Girl Singer is that rarity, an entertainer's autobiography that sidesteps the usual cash-in maneuvers, instead earning the label of memoir. Rosemary Clooney, of course, is the 1950s pop sweetheart ("Come On-a My House," a song she detested) turned 1960s nervous-breakdown casualty and, finally, comeback kid with a well-loved interpretive style. She recalls a hectic childhood spent mostly under the wing of her grandmother, who was better equipped than her parents to raise Rosemary, sister Betty, and brother Nick. The memories are often seen through a filter of tough poetry, as in this vivid passage:

"One very cold winter day, when I was five and Betty just about two, we got dressed up in one of our aunts' long dresses. 'Now we have to go down to the river,' I told Betty, 'because we're going on a long trip, and we have to wait by the river till the boat comes.'

"Betty skidded down the slick grading into the river. The dark water closed above her head.

"I leaned over, grabbed her hand, and dragged her out. She wasn't crying, just coughing and sputtering. I got her home and into the bathtub and then dried off, all by myself--my mother had told me I would manage, I would be able to do whatever had to be done."

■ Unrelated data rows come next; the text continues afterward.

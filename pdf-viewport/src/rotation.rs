use serde::{Deserialize, Serialize};

/// Document-wide page rotation.
#[derive(Debug, Clone, Copy, PartialEq, Eq, Hash, Default, Serialize, Deserialize)]
pub enum Rotation {
    #[default]
    Rotate0,
    Rotate90,
    Rotate180,
    Rotate270,
}

impl Rotation {
    pub fn clockwise(self) -> Self {
        match self {
            Rotation::Rotate0 => Rotation::Rotate90,
            Rotation::Rotate90 => Rotation::Rotate180,
            Rotation::Rotate180 => Rotation::Rotate270,
            Rotation::Rotate270 => Rotation::Rotate0,
        }
    }

    pub fn counterclockwise(self) -> Self {
        match self {
            Rotation::Rotate0 => Rotation::Rotate270,
            Rotation::Rotate90 => Rotation::Rotate0,
            Rotation::Rotate180 => Rotation::Rotate90,
            Rotation::Rotate270 => Rotation::Rotate180,
        }
    }

    pub fn degrees(self) -> u16 {
        match self {
            Rotation::Rotate0 => 0,
            Rotation::Rotate90 => 90,
            Rotation::Rotate180 => 180,
            Rotation::Rotate270 => 270,
        }
    }

    /// Whether width and height trade places for layout.
    pub fn swaps_axes(self) -> bool {
        matches!(self, Rotation::Rotate90 | Rotation::Rotate270)
    }
}
use crate::document::PixelBuffer;
use thiserror::Error;

/// Failure to open a document. The viewport stays unloaded.
#[derive(Debug, Error, Clone, PartialEq, Eq)]
pub enum DocumentError {
    #[error("file not found or could not be opened: {0}")]
    NotFound(String),

    #[error("file not in PDF format or corrupted")]
    InvalidFormat,

    #[error("password required or incorrect password")]
    PasswordProtected,

    #[error("unsupported security scheme")]
    UnsupportedSecurity,

    #[error("page not found or content error")]
    PageError,

    #[error("failed to read document source: {0}")]
    Io(String),

    #[error("PDF library unavailable: {0}")]
    Library(String),
}

/// A single page failed to rasterize.
#[derive(Debug, Error, Clone, PartialEq, Eq)]
pub enum RenderError {
    #[error("page {0} is out of range")]
    PageOutOfRange(usize),

    #[error("page {page} cannot be rendered at {width}x{height}")]
    EmptyTarget { page: usize, width: u32, height: u32 },

    #[error("renderer failed on page {page}: {message}")]
    Backend { page: usize, message: String },

    #[error("render worker for page {0} went away")]
    Disconnected(usize),
}

/// Aggregated failure of a bulk render sweep. Pages rendered before the
/// failure are kept in `completed`.
#[derive(Debug, Error)]
pub enum ExportError {
    #[error("export cancelled after {} page(s)", .completed.len())]
    Cancelled { completed: Vec<PixelBuffer> },

    #[error("export failed on page {page} after {} page(s): {source}", .completed.len())]
    Render {
        page: usize,
        #[source]
        source: RenderError,
        completed: Vec<PixelBuffer>,
    },

    #[error("no document loaded")]
    NoDocument,
}

impl ExportError {
    /// Pages that were rendered before the sweep stopped.
    pub fn completed(&self) -> &[PixelBuffer] {
        match self {
            ExportError::Cancelled { completed } | ExportError::Render { completed, .. } => {
                completed
            }
            ExportError::NoDocument => &[],
        }
    }
}

#[derive(Debug, Error, Clone, PartialEq)]
pub enum ConfigError {
    #[error("zoom bounds must be positive (min {min}, max {max})")]
    NonPositiveZoom { min: f64, max: f64 },

    #[error("zoom_min {min} exceeds zoom_max {max}")]
    InvertedZoomBounds { min: f64, max: f64 },

    #[error("zoom_factor must be greater than 1, got {0}")]
    ZoomFactor(f64),

    #[error("friction must lie in (0, 1), got {0}")]
    Friction(f64),

    #[error("kinetic tick interval must be non-zero")]
    TickInterval,

    #[error("dpi must be positive, got {0}")]
    Dpi(f32),
}
//! The viewport: document, slots, cache, scroll state and the updates that
//! keep them consistent.
//!
//! A `Viewport` is owned by one interactive thread. Every method runs a
//! complete update before returning; renders are handed to a
//! [`RenderDispatch`] and come back through [`Viewport::poll_renders`].

use crate::cache::RenderCache;
use crate::config::ViewportConfig;
use crate::dispatch::{OutcomeSender, RenderDispatch, RenderJob, RenderOutcome, WorkerPool};
use crate::document::{
    Document, DocumentSource, PdfiumDocument, PixelBuffer, RenderFlags, RenderRequest,
};
use crate::error::{ConfigError, DocumentError, ExportError, RenderError};
use crate::export::ExportJob;
use crate::frames::{FrameSet, PageSlot, Ticket};
use crate::kinetic::{InertiaId, InertiaStep, KineticPhase, KineticScroller, Point};
use crate::layout::{compute_page_layout, DisplayMode, LayoutParams, PixelSize, ZoomMode};
use crate::navigation::{clamp_page, step_page};
use crate::rotation::Rotation;
use crate::scroll::{visible_window, Orientation, ScrollAction, ScrollArea};
use crate::zoom::ZoomState;
use std::collections::{HashSet, VecDeque};
use std::sync::Arc;
use std::time::{Duration, Instant};
use tokio::sync::mpsc::{unbounded_channel, UnboundedReceiver};
use tracing::{debug, info, warn};

/// Notifications for the host, drained with [`Viewport::drain_events`].
#[derive(Debug, Clone, PartialEq)]
pub enum ViewerEvent {
    PageChanged(usize),
    Clicked,
    RenderFailed { page: usize, error: RenderError },
}

/// What the mouse wheel does outside of kinetic dragging.
#[derive(Debug, Clone, Copy, PartialEq, Eq, Default)]
pub enum WheelMode {
    #[default]
    Pan,
    Zoom,
}

pub struct Viewport {
    document: Option<Arc<dyn Document>>,
    page_count: usize,
    current_page: usize,
    zoom: ZoomState,
    rotation: Rotation,
    display_mode: DisplayMode,
    dpi: f32,
    flags: RenderFlags,
    right_to_left: bool,
    wheel_mode: WheelMode,
    scrollbar_reserve: f64,
    frame_space: f64,
    scroll: ScrollArea,
    frames: FrameSet,
    cache: RenderCache,
    /// Renders that failed, not retried until the next invalidation.
    failed: HashSet<(usize, PixelSize)>,
    kinetic: KineticScroller,
    dispatcher: Box<dyn RenderDispatch>,
    outcome_tx: OutcomeSender,
    outcome_rx: UnboundedReceiver<RenderOutcome>,
    next_ticket: Ticket,
    events: VecDeque<ViewerEvent>,
}
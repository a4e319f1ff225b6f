mod common;

use common::{explicit_config, loaded, FakeDocument, VIEWPORT_HEIGHT};
use pdf_viewport::scroll::visible_window;
use pdf_viewport::{DisplayMode, Rotation, ViewportConfig, ZoomMode};
use proptest::prelude::*;
use std::sync::Arc;

fn display_mode() -> impl Strategy<Value = DisplayMode> {
    prop_oneof![
        Just(DisplayMode::Single),
        Just(DisplayMode::Book),
        Just(DisplayMode::Continuous),
    ]
}

#[derive(Debug, Clone, Copy)]
enum ZoomOp {
    In,
    Out,
    Set(f64),
}

fn zoom_op() -> impl Strategy<Value = ZoomOp> {
    prop_oneof![
        Just(ZoomOp::In),
        Just(ZoomOp::Out),
        (-10.0f64..50.0).prop_map(ZoomOp::Set),
    ]
}

proptest! {
    #[test]
    fn goto_lands_on_the_requested_page(mode in display_mode(), page in 0usize..20) {
        let mut vp = loaded(explicit_config(mode), Arc::new(FakeDocument::letter(20)));
        vp.goto_page(page);
        prop_assert_eq!(vp.current_page(), page);
    }

    #[test]
    fn zoom_never_leaves_its_bounds(ops in prop::collection::vec(zoom_op(), 1..30)) {
        let config = ViewportConfig {
            zoom_min: 0.5,
            zoom_max: 3.0,
            ..explicit_config(DisplayMode::Single)
        };
        let mut vp = loaded(config, Arc::new(FakeDocument::letter(2)));
        for op in ops {
            match op {
                ZoomOp::In => vp.zoom_in(),
                ZoomOp::Out => vp.zoom_out(),
                ZoomOp::Set(zoom) => vp.set_zoom(zoom),
            }
            prop_assert!(vp.zoom() >= 0.5 && vp.zoom() <= 3.0, "zoom {}", vp.zoom());
        }
    }

    #[test]
    fn four_turns_either_way_are_identity(start in 0u8..4, clockwise in any::<bool>()) {
        let mut rotation = (0..start).fold(Rotation::Rotate0, |r, _| r.clockwise());
        let original = rotation;
        for _ in 0..4 {
            rotation = if clockwise { rotation.clockwise() } else { rotation.counterclockwise() };
        }
        prop_assert_eq!(rotation, original);
    }

    #[test]
    fn fit_height_zoom_is_the_height_ratio(height in 50.0f64..1500.0) {
        let config = ViewportConfig {
            zoom_mode: ZoomMode::FitHeight,
            zoom_min: 0.01,
            zoom_max: 100.0,
            ..ViewportConfig::default()
        };
        let vp = loaded(config, Arc::new(FakeDocument::uniform(3, 100.0, height)));
        prop_assert!((vp.zoom() - VIEWPORT_HEIGHT / height).abs() < 1e-9);
    }

    #[test]
    fn cache_matches_the_visible_window(offset in 0.0f64..2500.0, count in 1usize..30) {
        let mut vp = loaded(
            explicit_config(DisplayMode::Continuous),
            Arc::new(FakeDocument::letter(count)),
        );
        vp.set_scroll_offset(0.0, offset);
        vp.poll_renders();

        let shown = vp.scroll().vertical_offset();
        let (start, end) = visible_window(
            shown,
            VIEWPORT_HEIGHT,
            200.0,
            2.0 * vp.frame_space(),
            count,
        )
        .unwrap();
        prop_assert_eq!(vp.cache().cached_pages(), (start..=end).collect::<Vec<_>>());
        prop_assert_eq!(vp.current_page(), start);
    }
}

Near the height of her fame, Clooney herself became the mother of five, as well as the long-suffering wife of actor José Ferrer, who cheated on her early and often. Another romance, with arranger Nelson Riddle, was both her happiest and most turbulent; she remembers Riddle divorcing his first wife and then abruptly marrying his secretary. By 1968, Clooney was suffering prescription drug-induced delusions, imagining a month after his assassination that her friend Bobby Kennedy was still alive and ready to deliver a "lesson for me... to teach the American people." After several false starts, she broke her addiction and made a comeback that's seen her garner several Grammy nominations (and laugh about losing each time to pal Tony Bennett). Hard-won peace may be a cliché, but Girl Singer demonstrates it as the 71-year-old girl singer's truth. --Rickey Wright

(retrieved from Amazon Mon, 30 Sep 2013 13:48:24 -0400)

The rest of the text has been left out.